- _What is required_:
Would you restate all the data that follows, word for word?

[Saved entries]

────

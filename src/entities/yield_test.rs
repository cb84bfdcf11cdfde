use rust_decimal::Decimal;
use sea_orm::entity::prelude::*;
use serde::{Deserialize, Serialize};

#[derive(Clone, Debug, PartialEq, DeriveEntityModel, Serialize, Deserialize)]
#[sea_orm(table_name = "yield_tests")]
pub struct Model {
    #[sea_orm(primary_key)]
    pub id: i64,
    pub raw_material_id: i64,
    pub test_date: DateTimeWithTimeZone,
    #[sea_orm(column_type = "Decimal(Some((19, 6)))")]
    pub ap_weight: Decimal,
    #[sea_orm(column_type = "Decimal(Some((19, 6)))")]
    pub ep_weight: Decimal,
    #[sea_orm(column_type = "Decimal(Some((19, 6)))")]
    pub yield_percentage: Decimal,
    pub notes: Option<String>,
    pub created_at: DateTimeWithTimeZone,
}

#[derive(Copy, Clone, Debug, EnumIter, DeriveRelation)]
pub enum Relation {
    #[sea_orm(
        belongs_to = "super::raw_material::Entity",
        from = "Column::RawMaterialId",
        to = "super::raw_material::Column::Id"
    )]
    RawMaterial,
}

impl Related<super::raw_material::Entity> for Entity {
    fn to() -> RelationDef {
        Relation::RawMaterial.def()
    }
}

impl ActiveModelBehavior for ActiveModel {}
//! Route resolution command

use super::{Context, parse_params, parse_route};
use crate::error::CliResult;
use routeway_client::RouteResolver;
use std::sync::Arc;

/// Print the candidate URLs for a route without sending anything.
pub fn execute(ctx: &Context, verb: &str, path: &str, params: &[String]) -> CliResult<()> {
    let route = parse_route(verb, path)?;
    let params = parse_params(params)?;
    let resolver = RouteResolver::new(Arc::new(ctx.table()?));

    let requests = resolver.resolve(&route, &params)?;

    if ctx.json() {
        let urls: Vec<&str> = requests.iter().map(|r| r.url.as_str()).collect();
        println!("{}", serde_json::to_string_pretty(&urls)?);
    } else {
        for request in &requests {
            println!("{} {}", request.method, request.url);
        }
    }

    Ok(())
}
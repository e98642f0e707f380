// Configuration file loaders

use crate::{ConfigError, Result, RouteFile};
use serde_json::Value;
use std::collections::HashMap;
use std::fs;
use std::path::Path;
use tracing::debug;

/// Supported configuration file formats
#[derive(Debug, Clone, Copy, PartialEq)]
pub enum FileFormat {
    Json,
    Toml,
    Env,
}

impl FileFormat {
    pub fn from_extension(ext: &str) -> Option<Self> {
        match ext.to_lowercase().as_str() {
            "json" => Some(FileFormat::Json),
            "toml" => Some(FileFormat::Toml),
            "env" => Some(FileFormat::Env),
            _ => None,
        }
    }

    /// Detect the format of a path. A bare `.env` file name counts as
    /// [`FileFormat::Env`].
    pub fn from_path(path: &Path) -> Option<Self> {
        if path.file_name().and_then(|n| n.to_str()) == Some(".env") {
            return Some(FileFormat::Env);
        }
        path.extension()
            .and_then(|s| s.to_str())
            .and_then(Self::from_extension)
    }
}

/// Configuration file loader
pub struct ConfigLoader {
    format: FileFormat,
}

impl ConfigLoader {
    pub fn new(format: FileFormat) -> Self {
        Self { format }
    }

    /// Auto-detect format from file extension
    pub fn auto(path: impl AsRef<Path>) -> Result<Self> {
        let path = path.as_ref();
        let format = FileFormat::from_path(path).ok_or_else(|| {
            ConfigError::LoadError(format!("Unsupported format: {}", path.display()))
        })?;

        Ok(Self::new(format))
    }

    pub fn format(&self) -> FileFormat {
        self.format
    }

    /// Load configuration from file
    pub fn load_file(&self, path: impl AsRef<Path>) -> Result<Value> {
        let path = path.as_ref();
        let content = fs::read_to_string(path).map_err(|e| {
            ConfigError::LoadError(format!("Failed to read {}: {}", path.display(), e))
        })?;

        debug!(path = %path.display(), format = ?self.format, "Loaded configuration file");
        self.parse(&content)
    }

    /// Load a route file
    pub fn load_route_file(&self, path: impl AsRef<Path>) -> Result<RouteFile> {
        let value = self.load_file(path)?;
        self.route_file_from_value(value)
    }

    /// Parse a route file from string
    pub fn parse_route_file(&self, content: &str) -> Result<RouteFile> {
        let value = self.parse(content)?;
        self.route_file_from_value(value)
    }

    /// Parse configuration from string
    pub fn parse(&self, content: &str) -> Result<Value> {
        match self.format {
            FileFormat::Json => self.parse_json(content),
            FileFormat::Toml => self.parse_toml(content),
            FileFormat::Env => self.parse_env(content),
        }
    }

    fn route_file_from_value(&self, value: Value) -> Result<RouteFile> {
        match self.format {
            // `.env` files carry settings only
            FileFormat::Env => {
                let vars = env_settings(&value);
                let mut file = RouteFile::default();
                file.settings.apply_vars(&vars)?;
                Ok(file)
            }
            _ => serde_json::from_value(value)
                .map_err(|e| ConfigError::DeserializationError(e.to_string())),
        }
    }

    fn parse_json(&self, content: &str) -> Result<Value> {
        serde_json::from_str(content)
            .map_err(|e| ConfigError::ParseError(format!("JSON parse error: {}", e)))
    }

    fn parse_toml(&self, content: &str) -> Result<Value> {
        let toml_value: toml::Value = toml::from_str(content)
            .map_err(|e| ConfigError::ParseError(format!("TOML parse error: {}", e)))?;

        serde_json::to_value(toml_value)
            .map_err(|e| ConfigError::SerializationError(e.to_string()))
    }

    fn parse_env(&self, content: &str) -> Result<Value> {
        let mut map = serde_json::Map::new();

        for line in content.lines() {
            let line = line.trim();
            if line.is_empty() || line.starts_with('#') {
                continue;
            }

            if let Some((key, value)) = line.split_once('=') {
                let key = key.trim().trim_start_matches("export ").trim();
                let value = value.trim().trim_matches('"').trim_matches('\'');
                map.insert(key.to_string(), Value::String(value.to_string()));
            }
        }

        Ok(Value::Object(map))
    }
}

/// `ROUTEWAY_TIMEOUT_SECS=30` becomes `timeout_secs = "30"`. Unprefixed keys
/// are kept as well, lowercased.
fn env_settings(value: &Value) -> HashMap<String, String> {
    let Some(map) = value.as_object() else {
        return HashMap::new();
    };

    map.iter()
        .filter_map(|(key, value)| {
            let value = value.as_str()?;
            let key = key.strip_prefix(crate::ENV_PREFIX).map_or(key.as_str(), |k| {
                k.trim_start_matches('_')
            });
            Some((key.to_lowercase(), value.to_string()))
        })
        .collect()
}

────

- _Solution to the exercise_:
filename src/entities/yield_test.rs
repository cb84bfdcf11cdfde
use rust_decimal::Decimal;
use sea_orm::entity::prelude::*;
use serde::{Deserialize, Serialize};

#[derive(Clone, Debug, PartialEq, DeriveEntityModel, Serialize, Deserialize)]
#[sea_orm(table_name = "yield_tests")]
pub struct Model {
    #[sea_orm(primary_key)]
    pub id: i64,
    pub raw_material_id: i64,
    pub test_date: DateTimeWithTimeZone,
    #[sea_orm(column_type = "Decimal(Some((19, 6)))")]
    pub ap_weight: Decimal,
    #[sea_orm(column_type = "Decimal(Some((19, 6)))")]
    pub ep_weight: Decimal,
    #[sea_orm(column_type = "Decimal(Some((19, 6)))")]
    pub yield_percentage: Decimal,
    pub notes: Option<String>,
    pub created_at: DateTimeWithTimeZone,
}

#[derive(Copy, Clone, Debug, EnumIter, DeriveRelation)]
pub enum Relation {
    #[sea_orm(
        belongs_to = "super::raw_material::Entity",
        from = "Column::RawMaterialId",
        to = "super::raw_material::Column::Id"
    )]
    RawMaterial,
}

impl Related<super::raw_material::Entity> for Entity {
    fn to() -> RelationDef {
        Relation::RawMaterial.def()
    }
}

impl ActiveModelBehavior for ActiveModel {}
//! Route resolution command

use super::{Context, parse_params, parse_route};
use crate::error::CliResult;
use routeway_client::RouteResolver;
use std::sync::Arc;

/// Print the candidate URLs for a route without sending anything.
pub fn execute(ctx: &Context, verb: &str, path: &str, params: &[String]) -> CliResult<()> {
    let route = parse_route(verb, path)?;
    let params = parse_params(params)?;
    let resolver = RouteResolver::new(Arc::new(ctx.table()?));

    let requests = resolver.resolve(&route, &params)?;

    if ctx.json() {
        let urls: Vec<&str> = requests.iter().map(|r| r.url.as_str()).collect();
        println!("{}", serde_json::to_string_pretty(&urls)?);
    } else {
        for request in &requests {
            println!("{} {}", request.method, request.url);
        }
    }

    Ok(())
}
repository e98642f0e707f380
// Configuration file loaders

use crate::{ConfigError, Result, RouteFile};
use serde_json::Value;
use std::collections::HashMap;
use std::fs;
use std::path::Path;
use tracing::debug;

/// Supported configuration file formats
#[derive(Debug, Clone, Copy, PartialEq)]
pub enum FileFormat {
    Json,
    Toml,
    Env,
}

impl FileFormat {
    pub fn from_extension(ext: &str) -> Option<Self> {
        match ext.to_lowercase().as_str() {
            "json" => Some(FileFormat::Json),
            "toml" => Some(FileFormat::Toml),
            "env" => Some(FileFormat::Env),
            _ => None,
        }
    }

    /// Detect the format of a path. A bare `.env` file name counts as
    /// [`FileFormat::Env`].
    pub fn from_path(path: &Path) -> Option<Self> {
        if path.file_name().and_then(|n| n.to_str()) == Some(".env") {
            return Some(FileFormat::Env);
        }
        path.extension()
            .and_then(|s| s.to_str())
            .and_then(Self::from_extension)
    }
}

/// Configuration file loader
pub struct ConfigLoader {
    format: FileFormat,
}

impl ConfigLoader {
    pub fn new(format: FileFormat) -> Self {
        Self { format }
    }

    /// Auto-detect format from file extension
    pub fn auto(path: impl AsRef<Path>) -> Result<Self> {
        let path = path.as_ref();
        let format = FileFormat::from_path(path).ok_or_else(|| {
            ConfigError::LoadError(format!("Unsupported format: {}", path.display()))
        })?;

        Ok(Self::new(format))
    }

    pub fn format(&self) -> FileFormat {
        self.format
    }

    /// Load configuration from file
    pub fn load_file(&self, path: impl AsRef<Path>) -> Result<Value> {
        let path = path.as_ref();
        let content = fs::read_to_string(path).map_err(|e| {
            ConfigError::LoadError(format!("Failed to read {}: {}", path.display(), e))
        })?;

        debug!(path = %path.display(), format = ?self.format, "Loaded configuration file");
        self.parse(&content)
    }

    /// Load a route file
    pub fn load_route_file(&self, path: impl AsRef<Path>) -> Result<RouteFile> {
        let value = self.load_file(path)?;
        self.route_file_from_value(value)
    }

    /// Parse a route file from string
    pub fn parse_route_file(&self, content: &str) -> Result<RouteFile> {
        let value = self.parse(content)?;
        self.route_file_from_value(value)
    }

    /// Parse configuration from string
    pub fn parse(&self, content: &str) -> Result<Value> {
        match self.format {
            FileFormat::Json => self.parse_json(content),
            FileFormat::Toml => self.parse_toml(content),
            FileFormat::Env => self.parse_env(content),
        }
    }

    fn route_file_from_value(&self, value: Value) -> Result<RouteFile> {
        match self.format {
            // `.env` files carry settings only
            FileFormat::Env => {
                let vars = env_settings(&value);
                let mut file = RouteFile::default();
                file.settings.apply_vars(&vars)?;
                Ok(file)
            }
            _ => serde_json::from_value(value)
                .map_err(|e| ConfigError::DeserializationError(e.to_string())),
        }
    }

    fn parse_json(&self, content: &str) -> Result<Value> {
        serde_json::from_str(content)
            .map_err(|e| ConfigError::ParseError(format!("JSON parse error: {}", e)))
    }

    fn parse_toml(&self, content: &str) -> Result<Value> {
        let toml_value: toml::Value = toml::from_str(content)
            .map_err(|e| ConfigError::ParseError(format!("TOML parse error: {}", e)))?;

        serde_json::to_value(toml_value)
            .map_err(|e| ConfigError::SerializationError(e.to_string()))
    }

    fn parse_env(&self, content: &str) -> Result<Value> {
        let mut map = serde_json::Map::new();

        for line in content.lines() {
            let line = line.trim();
            if line.is_empty() || line.starts_with('#') {
                continue;
            }

            if let Some((key, value)) = line.split_once('=') {
                let key = key.trim().trim_start_matches("export ").trim();
                let value = value.trim().trim_matches('"').trim_matches('\'');
                map.insert(key.to_string(), Value::String(value.to_string()));
            }
        }

        Ok(Value::Object(map))
    }
}

/// `ROUTEWAY_TIMEOUT_SECS=30` becomes `timeout_secs = "30"`. Unprefixed keys
/// are kept as well, lowercased.
fn env_settings(value: &Value) -> HashMap<String, String> {
    let Some(map) = value.as_object() else {
        return HashMap::new();
    };

    map.iter()
        .filter_map(|(key, value)| {
            let value = value.as_str()?;
            let key = key.strip_prefix(crate::ENV_PREFIX).map_or(key.as_str(), |k| {
                k.trim_start_matches('_')
            });
            Some((key.to_lowercase(), value.to_string()))
        })
        .collect()
}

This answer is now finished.